AT&T and Verizon end the year strong
AT&T and Verizon announced the full results of their financial and operational performances for the final quarter of the year. Verizon was the first to take the stage to announce 558K new postpaid phone subscribers (222K of which were enterprise accounts), exactly double the amount (279K) recorded in the final quarter of 2020. Incidentally, this was the first quarter when Verizon released the figures for its new prepaid base including the recently acquired Tracfone operation. Verizon announced that it had 23.9 million prepaid users, down 85K from the previous quarter (combining the previous Verizon and Tracfone standalone bases). The carrier’s retail postpaid churn (0.94%) in the consumer business improved slightly from last year (0.96%), while the retail postpaid phone churn increased slightly from 0.76% to 0.77%. Rival AT&T, on the other hand, had another massive quarter with an industry-leading 884K new postpaid phone additions on top of the 928K new postpaid phone subs added in the previous quarter. The carrier also added 24K new prepaid subscribers during the quarter; although this was a major improvement from the year-ago quarter’s 40K prepaid subscriber losses, it was a quite low figure compared to an average 210K new subscribers added in each quarter in 2021. Incidentally, AT&T’s postpaid phone churn was recorded as 0.85%, which is the highest level seen in the past six quarters.
The NPD Take:
- AT&T’s extension of its new line device subsidies to its existing user base has helped the carrier retain its base, but the secret sauce to its impressive postpaid phone base growth has been the magnitude of the subsidy offers as well as extending payment plans to 36 months. This aggressive promotional tactic puts pressure on AT&T’s EBITDA, and the carrier will likely pull back on the subsidies and gets its device promotions more on par with rivals’ offerings.
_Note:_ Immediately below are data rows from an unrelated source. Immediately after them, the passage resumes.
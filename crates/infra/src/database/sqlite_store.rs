//! SQLite implementation of the token, state and audit ports
//!
//! Every call borrows a pooled connection inside `spawn_blocking`. Timestamps
//! are stored as Unix milliseconds so range predicates stay in SQL.

use std::sync::Arc;

use async_trait::async_trait;
use chrono::{DateTime, Utc};
use rusqlite::{params, OptionalExtension, Row};
use tokenward_common::auth::audit::{AuditEvent, AuditEventType};
use tokenward_common::auth::types::{AuthState, EncryptedTokenRow};
use tokenward_common::error::{CommonError, CommonResult};
use tokenward_common::storage::{
    AuditRepository, StateRepository, TokenFilter, TokenRepository,
};
use tokio::task;
use uuid::Uuid;

use super::manager::{map_sql_error, DbManager, SqliteConnection};

/// SQLite-backed implementation of all three persistence ports
#[derive(Debug, Clone)]
pub struct SqliteAuthStore {
    db: Arc<DbManager>,
}

impl SqliteAuthStore {
    /// Wrap a manager, running migrations first
    pub fn new(db: Arc<DbManager>) -> CommonResult<Self> {
        db.run_migrations()?;
        Ok(Self { db })
    }

    /// Open a database file with a default pool
    pub fn open(path: impl AsRef<std::path::Path>) -> CommonResult<Self> {
        Self::new(Arc::new(DbManager::new(path, 4)?))
    }

    pub fn manager(&self) -> &Arc<DbManager> {
        &self.db
    }

    async fn with_connection<T, F>(&self, operation: &'static str, f: F) -> CommonResult<T>
    where
        T: Send + 'static,
        F: FnOnce(&SqliteConnection) -> Result<T, rusqlite::Error> + Send + 'static,
    {
        let db = Arc::clone(&self.db);
        task::spawn_blocking(move || -> CommonResult<T> {
            let conn = db.get_connection()?;
            f(&conn).map_err(|e| map_sql_error(operation, &e))
        })
        .await
        .map_err(|e| map_join_error(operation, &e))?
    }
}

fn map_join_error(operation: &str, err: &task::JoinError) -> CommonError {
    CommonError::internal_with_context(format!("blocking task failed: {err}"), operation)
}

fn to_millis(at: DateTime<Utc>) -> i64 {
    at.timestamp_millis()
}

fn from_millis(idx: usize, millis: i64) -> Result<DateTime<Utc>, rusqlite::Error> {
    DateTime::<Utc>::from_timestamp_millis(millis).ok_or_else(|| {
        rusqlite::Error::FromSqlConversionFailure(
            idx,
            rusqlite::types::Type::Integer,
            format!("timestamp out of range: {millis}").into(),
        )
    })
}

fn conversion_error(idx: usize, message: String) -> rusqlite::Error {
    rusqlite::Error::FromSqlConversionFailure(idx, rusqlite::types::Type::Text, message.into())
}

fn map_token_row(row: &Row<'_>) -> Result<EncryptedTokenRow, rusqlite::Error> {
    Ok(EncryptedTokenRow {
        principal_id: row.get(0)?,
        provider: row.get(1)?,
        ciphertext: row.get(2)?,
        expires_at: from_millis(3, row.get(3)?)?,
        updated_at: from_millis(4, row.get(4)?)?,
    })
}

fn map_state_row(row: &Row<'_>) -> Result<AuthState, rusqlite::Error> {
    Ok(AuthState {
        state: row.get(0)?,
        code_verifier: row.get(1)?,
        redirect_uri: row.get(2)?,
        created_at: from_millis(3, row.get(3)?)?,
        expires_at: from_millis(4, row.get(4)?)?,
    })
}

fn map_audit_row(row: &Row<'_>) -> Result<AuditEvent, rusqlite::Error> {
    let id: String = row.get(0)?;
    let event_type: String = row.get(2)?;
    let metadata: String = row.get(4)?;
    Ok(AuditEvent {
        id: Uuid::parse_str(&id).map_err(|e| conversion_error(0, e.to_string()))?,
        principal_id: row.get(1)?,
        event_type: AuditEventType::parse(&event_type)
            .ok_or_else(|| conversion_error(2, format!("unknown event type: {event_type}")))?,
        provider: row.get(3)?,
        metadata: serde_json::from_str(&metadata).map_err(|e| conversion_error(4, e.to_string()))?,
        timestamp: from_millis(5, row.get(5)?)?,
    })
}

const TOKEN_COLUMNS: &str = "principal_id, provider, ciphertext, expires_at, updated_at";

#[async_trait]
impl TokenRepository for SqliteAuthStore {
    async fn upsert(&self, row: EncryptedTokenRow) -> CommonResult<()> {
        self.with_connection("upsert_token", move |conn| {
            conn.execute(
                "INSERT INTO token_records (principal_id, provider, ciphertext, expires_at, updated_at)
                 VALUES (?1, ?2, ?3, ?4, ?5)
                 ON CONFLICT (principal_id, provider) DO UPDATE SET
                    ciphertext = excluded.ciphertext,
                    expires_at = excluded.expires_at,
                    updated_at = excluded.updated_at",
                params![
                    row.principal_id,
                    row.provider,
                    row.ciphertext,
                    to_millis(row.expires_at),
                    to_millis(row.updated_at)
                ],
            )
            .map(|_| ())
        })
        .await
    }

    async fn get(
        &self,
        principal_id: &str,
        provider: &str,
    ) -> CommonResult<Option<EncryptedTokenRow>> {
        let principal_id = principal_id.to_string();
        let provider = provider.to_string();
        self.with_connection("get_token", move |conn| {
            conn.query_row(
                &format!(
                    "SELECT {TOKEN_COLUMNS} FROM token_records WHERE principal_id = ?1 AND provider = ?2"
                ),
                params![principal_id, provider],
                map_token_row,
            )
            .optional()
        })
        .await
    }

    async fn replace_if_unchanged(
        &self,
        row: EncryptedTokenRow,
        expected_ciphertext: &str,
    ) -> CommonResult<bool> {
        let expected = expected_ciphertext.to_string();
        self.with_connection("replace_token_if_unchanged", move |conn| {
            conn.execute(
                "UPDATE token_records
                 SET ciphertext = ?3, expires_at = ?4, updated_at = ?5
                 WHERE principal_id = ?1 AND provider = ?2 AND ciphertext = ?6",
                params![
                    row.principal_id,
                    row.provider,
                    row.ciphertext,
                    to_millis(row.expires_at),
                    to_millis(row.updated_at),
                    expected
                ],
            )
            .map(|changed| changed > 0)
        })
        .await
    }

    async fn delete(&self, principal_id: &str, provider: &str) -> CommonResult<bool> {
        let principal_id = principal_id.to_string();
        let provider = provider.to_string();
        self.with_connection("delete_token", move |conn| {
            conn.execute(
                "DELETE FROM token_records WHERE principal_id = ?1 AND provider = ?2",
                params![principal_id, provider],
            )
            .map(|changed| changed > 0)
        })
        .await
    }

    async fn list(&self, filter: &TokenFilter) -> CommonResult<Vec<EncryptedTokenRow>> {
        let filter = filter.clone();
        self.with_connection("list_tokens", move |conn| {
            let base = format!("SELECT {TOKEN_COLUMNS} FROM token_records");
            let rows = match filter {
                TokenFilter::All => {
                    let mut stmt = conn.prepare(&format!("{base} ORDER BY expires_at"))?;
                    let rows = stmt.query_map([], map_token_row)?;
                    rows.collect::<Result<Vec<_>, _>>()?
                }
                TokenFilter::Principal(principal_id) => {
                    let mut stmt = conn
                        .prepare(&format!("{base} WHERE principal_id = ?1 ORDER BY expires_at"))?;
                    let rows = stmt.query_map(params![principal_id], map_token_row)?;
                    rows.collect::<Result<Vec<_>, _>>()?
                }
                TokenFilter::ExpiresBefore(cutoff) => {
                    let mut stmt =
                        conn.prepare(&format!("{base} WHERE expires_at < ?1 ORDER BY expires_at"))?;
                    let rows = stmt.query_map(params![to_millis(cutoff)], map_token_row)?;
                    rows.collect::<Result<Vec<_>, _>>()?
                }
            };
            Ok(rows)
        })
        .await
    }

    async fn delete_where(&self, filter: &TokenFilter) -> CommonResult<usize> {
        let filter = filter.clone();
        self.with_connection("delete_tokens", move |conn| match filter {
            TokenFilter::All => conn.execute("DELETE FROM token_records", []),
            TokenFilter::Principal(principal_id) => conn.execute(
                "DELETE FROM token_records WHERE principal_id = ?1",
                params![principal_id],
            ),
            TokenFilter::ExpiresBefore(cutoff) => conn.execute(
                "DELETE FROM token_records WHERE expires_at < ?1",
                params![to_millis(cutoff)],
            ),
        })
        .await
    }
}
- The contraction of Verizon’s prepaid segment during the initial quarter of Tracfone’s integration was fueled by device supply constraints as well as the ongoing migration from prepaid to postpaid accounts. According to NPD, almost half of prepaid switchers migrated to postpaid accounts in the second half of the year, but this migration might slow down in parallel to the anticipated economical downturn later in the year.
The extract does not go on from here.